For this exercise, reproduce the entries below exactly, but only from the line containing "engine to stop." through the line containing "encoding or decoding.", both included.

Data for the task Start Marker

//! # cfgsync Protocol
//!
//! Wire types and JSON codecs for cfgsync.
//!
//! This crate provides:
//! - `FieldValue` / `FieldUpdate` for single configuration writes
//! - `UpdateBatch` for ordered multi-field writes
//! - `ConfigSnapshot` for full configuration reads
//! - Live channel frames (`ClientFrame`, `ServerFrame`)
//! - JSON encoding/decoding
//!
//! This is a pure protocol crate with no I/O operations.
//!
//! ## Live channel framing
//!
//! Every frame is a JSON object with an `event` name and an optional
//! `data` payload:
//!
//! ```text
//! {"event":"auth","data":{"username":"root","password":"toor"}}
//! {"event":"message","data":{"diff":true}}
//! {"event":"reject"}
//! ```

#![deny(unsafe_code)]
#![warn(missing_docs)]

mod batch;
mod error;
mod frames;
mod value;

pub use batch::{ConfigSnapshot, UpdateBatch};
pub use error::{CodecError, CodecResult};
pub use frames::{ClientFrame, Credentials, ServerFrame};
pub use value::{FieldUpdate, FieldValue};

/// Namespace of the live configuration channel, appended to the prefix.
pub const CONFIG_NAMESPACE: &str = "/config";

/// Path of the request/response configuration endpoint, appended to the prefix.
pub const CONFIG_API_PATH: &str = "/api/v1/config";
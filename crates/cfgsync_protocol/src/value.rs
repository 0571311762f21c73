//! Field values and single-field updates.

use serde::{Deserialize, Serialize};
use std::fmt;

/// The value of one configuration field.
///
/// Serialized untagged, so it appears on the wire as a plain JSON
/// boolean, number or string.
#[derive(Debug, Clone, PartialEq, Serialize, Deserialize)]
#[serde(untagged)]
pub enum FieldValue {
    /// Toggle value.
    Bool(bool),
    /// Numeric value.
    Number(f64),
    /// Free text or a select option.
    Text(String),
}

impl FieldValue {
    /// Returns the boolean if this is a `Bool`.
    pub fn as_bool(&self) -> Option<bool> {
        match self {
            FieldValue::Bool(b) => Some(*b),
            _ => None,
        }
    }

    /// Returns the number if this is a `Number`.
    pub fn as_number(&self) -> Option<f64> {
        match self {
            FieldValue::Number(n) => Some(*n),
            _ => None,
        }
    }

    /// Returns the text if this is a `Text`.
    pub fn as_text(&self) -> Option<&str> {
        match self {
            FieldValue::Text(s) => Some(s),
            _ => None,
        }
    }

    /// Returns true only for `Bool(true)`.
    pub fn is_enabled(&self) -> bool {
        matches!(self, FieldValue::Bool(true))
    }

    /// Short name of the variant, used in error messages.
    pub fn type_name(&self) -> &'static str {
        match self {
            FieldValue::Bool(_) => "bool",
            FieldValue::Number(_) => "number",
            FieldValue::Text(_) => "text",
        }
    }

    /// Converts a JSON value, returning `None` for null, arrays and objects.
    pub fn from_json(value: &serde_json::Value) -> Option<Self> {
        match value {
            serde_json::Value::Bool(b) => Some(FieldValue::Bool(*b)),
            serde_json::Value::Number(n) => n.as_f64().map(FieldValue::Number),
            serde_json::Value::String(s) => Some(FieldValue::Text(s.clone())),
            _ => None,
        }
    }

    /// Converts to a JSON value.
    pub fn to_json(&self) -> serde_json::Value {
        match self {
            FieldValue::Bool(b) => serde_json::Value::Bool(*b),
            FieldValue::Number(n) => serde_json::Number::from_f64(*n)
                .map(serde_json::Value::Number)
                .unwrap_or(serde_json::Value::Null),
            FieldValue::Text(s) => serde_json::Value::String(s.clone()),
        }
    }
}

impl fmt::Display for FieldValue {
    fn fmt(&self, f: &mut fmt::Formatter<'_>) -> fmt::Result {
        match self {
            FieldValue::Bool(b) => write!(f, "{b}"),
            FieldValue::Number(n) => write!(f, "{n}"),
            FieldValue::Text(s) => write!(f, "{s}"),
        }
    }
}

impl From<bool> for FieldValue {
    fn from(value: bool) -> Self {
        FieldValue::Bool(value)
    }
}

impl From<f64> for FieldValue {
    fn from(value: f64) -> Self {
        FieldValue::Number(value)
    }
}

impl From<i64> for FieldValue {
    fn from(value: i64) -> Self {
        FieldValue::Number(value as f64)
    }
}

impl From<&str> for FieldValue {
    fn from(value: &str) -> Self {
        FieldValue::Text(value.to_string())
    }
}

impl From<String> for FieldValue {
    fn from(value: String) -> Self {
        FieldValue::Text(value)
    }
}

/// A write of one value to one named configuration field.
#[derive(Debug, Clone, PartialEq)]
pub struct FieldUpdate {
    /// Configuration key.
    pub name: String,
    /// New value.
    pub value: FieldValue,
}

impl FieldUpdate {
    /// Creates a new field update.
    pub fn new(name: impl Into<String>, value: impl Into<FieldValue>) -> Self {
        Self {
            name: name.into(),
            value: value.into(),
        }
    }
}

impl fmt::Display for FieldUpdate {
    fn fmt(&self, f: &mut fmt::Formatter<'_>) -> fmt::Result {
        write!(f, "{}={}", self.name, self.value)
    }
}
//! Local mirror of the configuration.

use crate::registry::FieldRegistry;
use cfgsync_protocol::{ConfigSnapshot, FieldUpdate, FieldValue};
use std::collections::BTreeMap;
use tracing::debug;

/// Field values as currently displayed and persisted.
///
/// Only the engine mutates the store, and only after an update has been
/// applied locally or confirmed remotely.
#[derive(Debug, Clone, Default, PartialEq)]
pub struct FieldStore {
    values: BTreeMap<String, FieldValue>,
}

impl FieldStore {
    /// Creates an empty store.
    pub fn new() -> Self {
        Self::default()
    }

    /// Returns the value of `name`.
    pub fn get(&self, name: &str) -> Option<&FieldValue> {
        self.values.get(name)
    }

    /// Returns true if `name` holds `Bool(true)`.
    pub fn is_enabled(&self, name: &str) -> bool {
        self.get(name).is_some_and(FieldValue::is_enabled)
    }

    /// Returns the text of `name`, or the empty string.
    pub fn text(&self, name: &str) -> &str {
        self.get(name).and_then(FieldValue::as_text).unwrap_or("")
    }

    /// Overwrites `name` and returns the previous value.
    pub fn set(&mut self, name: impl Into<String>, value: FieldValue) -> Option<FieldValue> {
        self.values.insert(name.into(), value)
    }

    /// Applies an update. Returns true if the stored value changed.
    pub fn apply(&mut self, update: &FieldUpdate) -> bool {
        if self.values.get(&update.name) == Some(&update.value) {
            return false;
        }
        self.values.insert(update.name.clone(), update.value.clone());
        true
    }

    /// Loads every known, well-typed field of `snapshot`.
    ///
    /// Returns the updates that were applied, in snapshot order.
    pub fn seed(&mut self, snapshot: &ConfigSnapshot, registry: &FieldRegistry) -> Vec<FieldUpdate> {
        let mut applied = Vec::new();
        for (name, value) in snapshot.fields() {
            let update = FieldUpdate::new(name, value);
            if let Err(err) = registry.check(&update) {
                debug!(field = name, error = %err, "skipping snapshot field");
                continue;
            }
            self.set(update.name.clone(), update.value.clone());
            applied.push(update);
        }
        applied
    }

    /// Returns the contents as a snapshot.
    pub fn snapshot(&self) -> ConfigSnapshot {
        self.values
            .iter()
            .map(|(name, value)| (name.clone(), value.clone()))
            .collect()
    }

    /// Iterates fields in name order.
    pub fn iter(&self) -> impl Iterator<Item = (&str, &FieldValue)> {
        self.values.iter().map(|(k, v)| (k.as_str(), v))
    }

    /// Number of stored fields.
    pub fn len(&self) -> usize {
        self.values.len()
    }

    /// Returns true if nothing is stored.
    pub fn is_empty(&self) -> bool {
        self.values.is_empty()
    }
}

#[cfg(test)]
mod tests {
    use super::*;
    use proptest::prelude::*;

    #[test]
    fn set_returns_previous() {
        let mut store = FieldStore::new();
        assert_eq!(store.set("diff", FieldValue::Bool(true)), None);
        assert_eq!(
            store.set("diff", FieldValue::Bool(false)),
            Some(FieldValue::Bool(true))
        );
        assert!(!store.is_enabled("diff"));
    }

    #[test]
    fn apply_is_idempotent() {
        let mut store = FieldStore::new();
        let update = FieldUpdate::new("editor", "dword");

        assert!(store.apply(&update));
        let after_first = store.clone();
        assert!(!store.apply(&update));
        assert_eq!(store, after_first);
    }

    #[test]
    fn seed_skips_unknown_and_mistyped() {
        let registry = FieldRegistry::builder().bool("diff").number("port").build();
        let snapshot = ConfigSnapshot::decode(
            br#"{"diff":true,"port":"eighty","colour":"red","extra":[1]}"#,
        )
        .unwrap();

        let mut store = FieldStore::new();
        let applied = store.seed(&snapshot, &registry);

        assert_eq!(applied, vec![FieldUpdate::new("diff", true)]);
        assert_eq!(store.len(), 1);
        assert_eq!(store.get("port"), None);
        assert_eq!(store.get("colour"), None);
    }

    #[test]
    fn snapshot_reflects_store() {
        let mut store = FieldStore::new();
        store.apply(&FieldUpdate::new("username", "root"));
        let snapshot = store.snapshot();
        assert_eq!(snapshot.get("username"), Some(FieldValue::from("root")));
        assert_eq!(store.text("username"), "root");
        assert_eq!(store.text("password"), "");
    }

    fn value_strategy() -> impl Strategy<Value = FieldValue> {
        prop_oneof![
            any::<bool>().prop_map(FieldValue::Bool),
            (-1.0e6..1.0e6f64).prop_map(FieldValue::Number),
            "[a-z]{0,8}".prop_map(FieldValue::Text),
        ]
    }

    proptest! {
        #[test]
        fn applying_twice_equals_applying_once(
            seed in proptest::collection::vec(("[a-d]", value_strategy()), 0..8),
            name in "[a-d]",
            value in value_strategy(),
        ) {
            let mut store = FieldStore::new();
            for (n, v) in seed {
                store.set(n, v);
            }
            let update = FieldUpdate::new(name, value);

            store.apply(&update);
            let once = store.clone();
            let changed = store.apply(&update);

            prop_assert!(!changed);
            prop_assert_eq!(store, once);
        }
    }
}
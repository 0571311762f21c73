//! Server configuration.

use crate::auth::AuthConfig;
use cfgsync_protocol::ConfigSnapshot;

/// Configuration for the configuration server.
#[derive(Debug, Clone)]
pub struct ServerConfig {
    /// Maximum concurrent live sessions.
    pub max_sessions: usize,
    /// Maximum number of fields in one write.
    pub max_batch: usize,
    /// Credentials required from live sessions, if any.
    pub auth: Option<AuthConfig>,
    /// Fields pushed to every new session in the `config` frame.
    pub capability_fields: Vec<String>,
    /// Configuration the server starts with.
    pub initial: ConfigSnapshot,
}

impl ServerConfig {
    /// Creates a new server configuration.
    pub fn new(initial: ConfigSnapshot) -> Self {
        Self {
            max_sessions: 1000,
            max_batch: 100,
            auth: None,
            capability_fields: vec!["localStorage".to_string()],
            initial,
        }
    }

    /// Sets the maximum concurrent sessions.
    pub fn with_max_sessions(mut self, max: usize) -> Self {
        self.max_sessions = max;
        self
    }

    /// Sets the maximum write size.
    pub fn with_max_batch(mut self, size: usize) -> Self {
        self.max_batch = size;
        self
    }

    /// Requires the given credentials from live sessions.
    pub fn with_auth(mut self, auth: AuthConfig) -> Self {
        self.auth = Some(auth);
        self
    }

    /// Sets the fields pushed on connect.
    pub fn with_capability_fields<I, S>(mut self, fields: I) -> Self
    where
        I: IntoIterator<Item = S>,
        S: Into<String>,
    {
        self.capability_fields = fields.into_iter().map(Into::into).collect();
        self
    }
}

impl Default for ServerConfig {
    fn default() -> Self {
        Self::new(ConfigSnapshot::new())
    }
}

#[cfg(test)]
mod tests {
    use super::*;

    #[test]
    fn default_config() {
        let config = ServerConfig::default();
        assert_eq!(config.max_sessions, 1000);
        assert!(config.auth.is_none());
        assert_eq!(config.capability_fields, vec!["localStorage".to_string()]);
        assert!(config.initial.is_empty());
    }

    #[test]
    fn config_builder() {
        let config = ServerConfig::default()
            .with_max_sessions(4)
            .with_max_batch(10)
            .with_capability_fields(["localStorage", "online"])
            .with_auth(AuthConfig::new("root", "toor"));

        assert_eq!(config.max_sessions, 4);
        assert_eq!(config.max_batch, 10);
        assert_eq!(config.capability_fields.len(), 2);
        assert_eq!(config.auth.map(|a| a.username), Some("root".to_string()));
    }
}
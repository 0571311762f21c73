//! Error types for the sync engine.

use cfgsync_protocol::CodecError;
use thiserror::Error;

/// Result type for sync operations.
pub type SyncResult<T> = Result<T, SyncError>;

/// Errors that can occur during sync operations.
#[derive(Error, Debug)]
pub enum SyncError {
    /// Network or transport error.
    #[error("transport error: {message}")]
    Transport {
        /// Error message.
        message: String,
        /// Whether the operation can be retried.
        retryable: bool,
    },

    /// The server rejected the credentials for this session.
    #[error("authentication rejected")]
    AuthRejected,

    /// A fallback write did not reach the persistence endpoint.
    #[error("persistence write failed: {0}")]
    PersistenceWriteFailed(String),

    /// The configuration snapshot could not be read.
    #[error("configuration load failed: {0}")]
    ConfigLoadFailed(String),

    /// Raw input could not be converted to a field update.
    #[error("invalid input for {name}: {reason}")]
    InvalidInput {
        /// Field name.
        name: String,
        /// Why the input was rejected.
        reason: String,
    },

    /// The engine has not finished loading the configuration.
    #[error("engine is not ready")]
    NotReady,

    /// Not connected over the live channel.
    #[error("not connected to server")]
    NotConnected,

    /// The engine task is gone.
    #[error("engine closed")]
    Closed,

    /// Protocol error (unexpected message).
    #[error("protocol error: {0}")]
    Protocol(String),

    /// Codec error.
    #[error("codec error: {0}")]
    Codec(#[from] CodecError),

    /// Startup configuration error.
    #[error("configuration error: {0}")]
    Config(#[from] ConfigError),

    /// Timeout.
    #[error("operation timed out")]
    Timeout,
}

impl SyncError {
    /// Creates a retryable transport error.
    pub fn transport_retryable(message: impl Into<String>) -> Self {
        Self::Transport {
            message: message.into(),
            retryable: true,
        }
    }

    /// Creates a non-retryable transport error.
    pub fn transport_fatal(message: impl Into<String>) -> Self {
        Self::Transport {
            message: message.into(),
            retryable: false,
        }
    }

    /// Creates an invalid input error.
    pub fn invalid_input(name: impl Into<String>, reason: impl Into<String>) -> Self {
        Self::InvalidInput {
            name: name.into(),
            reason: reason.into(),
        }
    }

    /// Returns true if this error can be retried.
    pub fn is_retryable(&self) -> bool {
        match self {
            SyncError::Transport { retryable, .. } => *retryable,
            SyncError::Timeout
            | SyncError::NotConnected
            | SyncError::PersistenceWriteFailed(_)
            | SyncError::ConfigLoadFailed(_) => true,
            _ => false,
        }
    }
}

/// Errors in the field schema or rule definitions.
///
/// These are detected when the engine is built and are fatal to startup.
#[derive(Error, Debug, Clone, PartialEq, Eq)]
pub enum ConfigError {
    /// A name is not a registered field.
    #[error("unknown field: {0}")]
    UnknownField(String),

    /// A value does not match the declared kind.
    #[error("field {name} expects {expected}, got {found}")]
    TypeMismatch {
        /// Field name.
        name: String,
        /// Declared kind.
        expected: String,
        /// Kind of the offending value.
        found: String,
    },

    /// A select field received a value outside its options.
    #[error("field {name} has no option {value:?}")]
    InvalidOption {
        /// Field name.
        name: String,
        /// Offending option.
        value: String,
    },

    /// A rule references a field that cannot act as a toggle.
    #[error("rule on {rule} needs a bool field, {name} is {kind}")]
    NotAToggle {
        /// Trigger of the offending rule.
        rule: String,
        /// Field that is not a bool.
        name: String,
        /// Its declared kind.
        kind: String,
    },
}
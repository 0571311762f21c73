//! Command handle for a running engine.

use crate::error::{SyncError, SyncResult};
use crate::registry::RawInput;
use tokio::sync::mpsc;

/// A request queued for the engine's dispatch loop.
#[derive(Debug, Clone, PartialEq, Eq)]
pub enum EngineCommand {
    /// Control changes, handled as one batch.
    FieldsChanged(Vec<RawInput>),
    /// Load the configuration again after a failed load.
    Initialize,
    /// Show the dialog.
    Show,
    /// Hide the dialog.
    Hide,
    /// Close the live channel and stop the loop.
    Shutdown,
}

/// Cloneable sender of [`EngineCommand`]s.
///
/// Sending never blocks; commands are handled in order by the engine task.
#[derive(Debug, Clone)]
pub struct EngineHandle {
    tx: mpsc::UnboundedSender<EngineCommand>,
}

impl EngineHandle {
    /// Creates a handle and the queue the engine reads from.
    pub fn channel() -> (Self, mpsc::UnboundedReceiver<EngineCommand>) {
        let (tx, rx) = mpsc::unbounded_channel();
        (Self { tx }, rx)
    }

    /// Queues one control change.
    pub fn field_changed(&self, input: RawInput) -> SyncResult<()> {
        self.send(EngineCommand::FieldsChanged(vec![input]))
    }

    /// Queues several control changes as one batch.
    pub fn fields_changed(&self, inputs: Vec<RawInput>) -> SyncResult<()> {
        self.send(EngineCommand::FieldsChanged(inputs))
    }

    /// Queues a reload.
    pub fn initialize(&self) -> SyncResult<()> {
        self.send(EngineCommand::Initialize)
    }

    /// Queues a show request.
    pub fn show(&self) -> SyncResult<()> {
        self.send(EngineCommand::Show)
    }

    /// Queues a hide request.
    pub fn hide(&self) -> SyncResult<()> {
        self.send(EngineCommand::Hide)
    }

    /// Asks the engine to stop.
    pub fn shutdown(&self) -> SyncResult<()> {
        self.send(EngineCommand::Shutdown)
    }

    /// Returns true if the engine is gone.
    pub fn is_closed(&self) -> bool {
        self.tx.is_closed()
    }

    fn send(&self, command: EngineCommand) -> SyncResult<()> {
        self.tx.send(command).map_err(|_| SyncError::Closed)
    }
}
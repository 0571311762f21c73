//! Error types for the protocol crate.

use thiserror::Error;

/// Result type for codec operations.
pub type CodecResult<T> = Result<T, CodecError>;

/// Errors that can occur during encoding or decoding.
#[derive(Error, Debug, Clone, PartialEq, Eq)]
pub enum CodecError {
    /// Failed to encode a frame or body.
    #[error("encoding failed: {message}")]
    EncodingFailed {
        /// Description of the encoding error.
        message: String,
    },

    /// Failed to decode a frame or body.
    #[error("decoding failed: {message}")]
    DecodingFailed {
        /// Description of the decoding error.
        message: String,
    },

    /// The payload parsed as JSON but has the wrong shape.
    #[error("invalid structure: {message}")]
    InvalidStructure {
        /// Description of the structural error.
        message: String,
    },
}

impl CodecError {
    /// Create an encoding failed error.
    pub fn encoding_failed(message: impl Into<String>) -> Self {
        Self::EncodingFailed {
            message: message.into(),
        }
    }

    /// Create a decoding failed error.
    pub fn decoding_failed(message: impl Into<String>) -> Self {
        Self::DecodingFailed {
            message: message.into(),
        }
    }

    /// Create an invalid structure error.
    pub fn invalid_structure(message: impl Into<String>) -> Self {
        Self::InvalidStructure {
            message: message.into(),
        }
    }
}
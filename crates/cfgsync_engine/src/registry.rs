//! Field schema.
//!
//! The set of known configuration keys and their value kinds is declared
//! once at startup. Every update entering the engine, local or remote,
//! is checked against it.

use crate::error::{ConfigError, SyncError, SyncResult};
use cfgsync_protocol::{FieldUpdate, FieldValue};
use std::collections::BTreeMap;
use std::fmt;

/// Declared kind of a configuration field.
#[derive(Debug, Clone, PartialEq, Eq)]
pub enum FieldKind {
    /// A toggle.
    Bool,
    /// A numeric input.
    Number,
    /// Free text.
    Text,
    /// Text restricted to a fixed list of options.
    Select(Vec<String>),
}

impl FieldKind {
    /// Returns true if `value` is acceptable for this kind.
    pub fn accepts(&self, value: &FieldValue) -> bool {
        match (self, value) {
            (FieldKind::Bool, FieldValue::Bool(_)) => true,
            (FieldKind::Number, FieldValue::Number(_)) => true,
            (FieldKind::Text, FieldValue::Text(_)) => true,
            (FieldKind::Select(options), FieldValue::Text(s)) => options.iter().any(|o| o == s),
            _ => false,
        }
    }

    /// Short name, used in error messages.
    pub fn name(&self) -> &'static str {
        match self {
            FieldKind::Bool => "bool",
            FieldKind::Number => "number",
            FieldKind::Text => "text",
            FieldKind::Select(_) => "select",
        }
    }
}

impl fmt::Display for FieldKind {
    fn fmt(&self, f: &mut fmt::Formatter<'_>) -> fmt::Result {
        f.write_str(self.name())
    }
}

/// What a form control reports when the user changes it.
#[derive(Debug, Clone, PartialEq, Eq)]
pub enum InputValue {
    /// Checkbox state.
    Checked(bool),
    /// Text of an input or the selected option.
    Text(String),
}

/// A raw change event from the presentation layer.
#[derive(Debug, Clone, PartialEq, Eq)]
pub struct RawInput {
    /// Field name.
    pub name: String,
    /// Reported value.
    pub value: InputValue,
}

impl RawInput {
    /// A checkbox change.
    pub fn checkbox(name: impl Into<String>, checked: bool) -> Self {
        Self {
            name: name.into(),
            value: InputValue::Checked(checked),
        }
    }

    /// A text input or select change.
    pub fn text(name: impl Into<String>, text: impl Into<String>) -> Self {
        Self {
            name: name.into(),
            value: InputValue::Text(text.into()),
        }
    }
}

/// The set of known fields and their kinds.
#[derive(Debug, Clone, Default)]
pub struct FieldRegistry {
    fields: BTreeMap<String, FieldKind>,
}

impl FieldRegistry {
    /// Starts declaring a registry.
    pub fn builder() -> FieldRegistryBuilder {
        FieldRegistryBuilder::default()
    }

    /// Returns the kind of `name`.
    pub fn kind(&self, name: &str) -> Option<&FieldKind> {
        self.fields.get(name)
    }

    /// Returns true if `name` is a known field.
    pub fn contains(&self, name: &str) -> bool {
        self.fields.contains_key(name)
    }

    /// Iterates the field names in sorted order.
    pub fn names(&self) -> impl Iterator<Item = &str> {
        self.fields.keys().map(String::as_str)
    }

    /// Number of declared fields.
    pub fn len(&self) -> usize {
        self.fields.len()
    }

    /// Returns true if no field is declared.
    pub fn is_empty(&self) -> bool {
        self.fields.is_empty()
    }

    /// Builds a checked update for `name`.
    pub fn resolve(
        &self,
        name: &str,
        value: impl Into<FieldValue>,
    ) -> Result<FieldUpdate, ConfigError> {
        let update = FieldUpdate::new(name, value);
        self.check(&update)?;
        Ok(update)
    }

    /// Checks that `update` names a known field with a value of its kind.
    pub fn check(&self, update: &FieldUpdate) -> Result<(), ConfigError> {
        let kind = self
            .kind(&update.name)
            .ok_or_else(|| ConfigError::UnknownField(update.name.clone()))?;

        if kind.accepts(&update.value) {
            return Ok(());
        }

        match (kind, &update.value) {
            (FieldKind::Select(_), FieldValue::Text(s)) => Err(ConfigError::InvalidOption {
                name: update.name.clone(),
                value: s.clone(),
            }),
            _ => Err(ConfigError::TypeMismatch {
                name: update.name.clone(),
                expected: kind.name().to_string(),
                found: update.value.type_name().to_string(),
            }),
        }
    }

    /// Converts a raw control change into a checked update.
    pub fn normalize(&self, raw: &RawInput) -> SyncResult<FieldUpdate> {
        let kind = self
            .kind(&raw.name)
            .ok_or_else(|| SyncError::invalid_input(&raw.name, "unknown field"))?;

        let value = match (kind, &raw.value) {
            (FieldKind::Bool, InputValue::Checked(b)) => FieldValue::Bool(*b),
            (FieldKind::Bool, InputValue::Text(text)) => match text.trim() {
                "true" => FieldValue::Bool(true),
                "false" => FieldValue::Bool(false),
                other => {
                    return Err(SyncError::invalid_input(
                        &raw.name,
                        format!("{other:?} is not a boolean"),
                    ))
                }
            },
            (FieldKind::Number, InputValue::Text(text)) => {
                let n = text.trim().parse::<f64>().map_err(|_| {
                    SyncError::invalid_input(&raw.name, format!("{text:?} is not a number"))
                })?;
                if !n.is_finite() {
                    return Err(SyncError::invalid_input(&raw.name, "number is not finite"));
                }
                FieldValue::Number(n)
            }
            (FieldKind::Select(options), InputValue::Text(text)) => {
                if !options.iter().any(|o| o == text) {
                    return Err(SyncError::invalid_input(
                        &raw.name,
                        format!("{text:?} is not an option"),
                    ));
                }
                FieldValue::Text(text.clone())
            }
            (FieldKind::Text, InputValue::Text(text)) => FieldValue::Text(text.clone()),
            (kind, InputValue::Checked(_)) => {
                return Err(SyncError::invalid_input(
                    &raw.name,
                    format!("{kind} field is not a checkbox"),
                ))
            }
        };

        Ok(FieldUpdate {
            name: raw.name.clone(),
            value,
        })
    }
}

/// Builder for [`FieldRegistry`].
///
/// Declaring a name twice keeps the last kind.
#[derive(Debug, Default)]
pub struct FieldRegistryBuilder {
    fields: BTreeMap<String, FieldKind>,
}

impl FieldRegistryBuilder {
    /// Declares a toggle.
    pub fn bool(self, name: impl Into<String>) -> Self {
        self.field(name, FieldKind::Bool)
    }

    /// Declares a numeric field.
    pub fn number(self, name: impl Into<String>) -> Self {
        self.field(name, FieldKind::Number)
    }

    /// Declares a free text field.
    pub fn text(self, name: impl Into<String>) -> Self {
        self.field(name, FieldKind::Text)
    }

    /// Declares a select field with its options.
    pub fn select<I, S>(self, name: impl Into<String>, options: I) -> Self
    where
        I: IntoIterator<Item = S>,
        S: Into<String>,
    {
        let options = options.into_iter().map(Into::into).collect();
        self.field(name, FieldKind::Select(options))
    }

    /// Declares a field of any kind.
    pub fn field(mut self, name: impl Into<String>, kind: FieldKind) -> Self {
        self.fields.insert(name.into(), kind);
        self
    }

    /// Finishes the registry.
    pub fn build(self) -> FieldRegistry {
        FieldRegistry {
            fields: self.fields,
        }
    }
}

Data for the task End Marker

=== Solution below ===
    /// Asks the engine to stop.
    pub fn shutdown(&self) -> SyncResult<()> {
        self.send(EngineCommand::Shutdown)
    }

    /// Returns true if the engine is gone.
    pub fn is_closed(&self) -> bool {
        self.tx.is_closed()
    }

    fn send(&self, command: EngineCommand) -> SyncResult<()> {
        self.tx.send(command).map_err(|_| SyncError::Closed)
    }
}
repository 0571311762f21c73
//! Error types for the protocol crate.

use thiserror::Error;

/// Result type for codec operations.
pub type CodecResult<T> = Result<T, CodecError>;

/// Errors that can occur during encoding or decoding.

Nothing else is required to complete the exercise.